In this first section of the SOAP note, you must include subjective observations about the patient. As a result, you should be including information that is exclusive to the patient and that is unique to their situation, and doing so will help establish where to progress forward with treatment. Subjective information includes the history of the patient, the patient’s experience and point of view concerning their symptoms and onset, as well as their pain levels. The patient should be able to identify when this pain worsens or improves, and essentially, all information concerning their condition through their perspective. In some cases, interviews of family members or friends can be conducted to gather more subjective details.
For objective information, you must only note what is fact, and what can be scientifically deduced. Other healthcare professionals should be able to note the same findings, and there is no interpretation of the content whatsoever. This includes any vital testing, such as blood tests, blood pressure, oxygen levels, weight, and any scans and charts. It is all objective medical information that does not rely on the patient’s personal experience.
Using the subjective and objective observations, the assessment notes the diagnosis or prognosis of the current issue presented. If the chiropractor is unsure, then they must list all possibilities in order of probability to help identify what the issue could be. This is a broad assessment, and does consider the patient perspective to identify how likely they are to recover given their current progress, and what aspects could hinder recovery and improvement.
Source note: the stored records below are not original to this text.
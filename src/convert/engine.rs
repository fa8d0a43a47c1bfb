use log::{debug, trace};
use serde::Serialize;
use thiserror::Error;

use super::NumberBase;

/// Marker shown in every output field when the input cannot be converted.
pub const INVALID_MARKER: &str = "Invalid";

/// Why an input string was rejected.
///
/// `convert` folds both variants into [`ConversionResult::Invalid`]; the
/// reason is only kept for callers of [`parse`] and for logging.
#[derive(Debug, Clone, Copy, PartialEq, Eq, Error)]
pub enum ConversionError {
    #[error("input contains characters outside the {0} digit set")]
    InvalidDigits(NumberBase),
    #[error("value does not fit in 128 bits")]
    Overflow,
}

/// Outcome of a single conversion.
#[derive(Debug, Clone, Copy, PartialEq, Eq)]
pub enum ConversionResult {
    /// Blank input. Not an error: nothing has been entered yet.
    Empty,
    Valid(u128),
    Invalid,
}

impl ConversionResult {
    /// The magnitude this result stands for. Blank input counts as zero.
    pub fn magnitude(&self) -> Option<u128> {
        match self {
            ConversionResult::Empty => Some(0),
            ConversionResult::Valid(value) => Some(*value),
            ConversionResult::Invalid => None,
        }
    }

    pub fn is_invalid(&self) -> bool {
        matches!(self, ConversionResult::Invalid)
    }

    /// Builds the four strings shown to the user.
    pub fn display(&self) -> DisplaySet {
        match self.magnitude() {
            Some(value) => DisplaySet::of(value),
            None => DisplaySet::invalid(),
        }
    }
}

/// The four simultaneous renderings of one conversion.
#[derive(Debug, Clone, PartialEq, Eq, Serialize)]
pub struct DisplaySet {
    pub binary: String,
    pub decimal: String,
    pub hex: String,
    pub octal: String,
}

impl DisplaySet {
    pub fn of(magnitude: u128) -> Self {
        Self {
            binary: format(magnitude, NumberBase::Binary),
            decimal: format(magnitude, NumberBase::Decimal),
            hex: format(magnitude, NumberBase::Hexadecimal),
            octal: format(magnitude, NumberBase::Octal),
        }
    }

    pub fn zero() -> Self {
        Self::of(0)
    }

    pub fn invalid() -> Self {
        Self {
            binary: INVALID_MARKER.to_string(),
            decimal: INVALID_MARKER.to_string(),
            hex: INVALID_MARKER.to_string(),
            octal: INVALID_MARKER.to_string(),
        }
    }

    pub fn get(&self, base: NumberBase) -> &str {
        match base {
            NumberBase::Binary => &self.binary,
            NumberBase::Decimal => &self.decimal,
            NumberBase::Hexadecimal => &self.hex,
            NumberBase::Octal => &self.octal,
        }
    }

    pub fn is_invalid(&self) -> bool {
        NumberBase::ALL.iter().all(|base| self.get(*base) == INVALID_MARKER)
    }
}

impl Default for DisplaySet {
    fn default() -> Self {
        Self::zero()
    }
}

/// Whitespace plus the byte order mark, which pasted text often carries.
fn is_blank(c: char) -> bool {
    c.is_whitespace() || c == '\u{FEFF}'
}

/// Validates and parses `text` as an unsigned integer written in `base`.
///
/// Leading and trailing whitespace and byte order marks are ignored. Blank
/// input yields `Ok(None)`.
/// Anything else must be one or more digits of `base`: no sign, no `0x`/`0b`
/// prefix, no separators.
pub fn parse(text: &str, base: NumberBase) -> Result<Option<u128>, ConversionError> {
    let trimmed = text.trim_matches(is_blank);
    if trimmed.is_empty() {
        return Ok(None);
    }

    if !base.accepts(trimmed) {
        return Err(ConversionError::InvalidDigits(base));
    }

    // Digits are already validated, so the only remaining failure is overflow.
    u128::from_str_radix(trimmed, base.radix())
        .map(Some)
        .map_err(|_| ConversionError::Overflow)
}

/// Converts `text`, entered in `base`, into a [`ConversionResult`].
pub fn convert(text: &str, base: NumberBase) -> ConversionResult {
    match parse(text, base) {
        Ok(None) => {
            trace!("blank {} input", base);
            ConversionResult::Empty
        }
        Ok(Some(value)) => {
            trace!("{:?} ({}) -> {}", text.trim_matches(is_blank), base, value);
            ConversionResult::Valid(value)
        }
        Err(err) => {
            debug!("rejected {:?} as {}: {}", text, base, err);
            ConversionResult::Invalid
        }
    }
}

/// Renders `magnitude` as digits of `target`, without prefix or padding.
/// Hex letters are uppercase.
pub fn format(magnitude: u128, target: NumberBase) -> String {
    match target {
        NumberBase::Binary => format!("{:b}", magnitude),
        NumberBase::Decimal => magnitude.to_string(),
        NumberBase::Hexadecimal => format!("{:X}", magnitude),
        NumberBase::Octal => format!("{:o}", magnitude),
    }
}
At the conclusion of the note, the chiropractor must note a plan for the patient. After all, the patient is being seen to improve, and so you must evaluate what is best for their next steps. It is curating a plan of action, and the plan should be very specific in detail. It is unacceptable to create generic plans, as it needs to be tailored to the patient’s needs. This means you should consider the current treatment, what can be done next, any further testing, how long this may take, referrals or further support needed, and frame this information within a specific time span.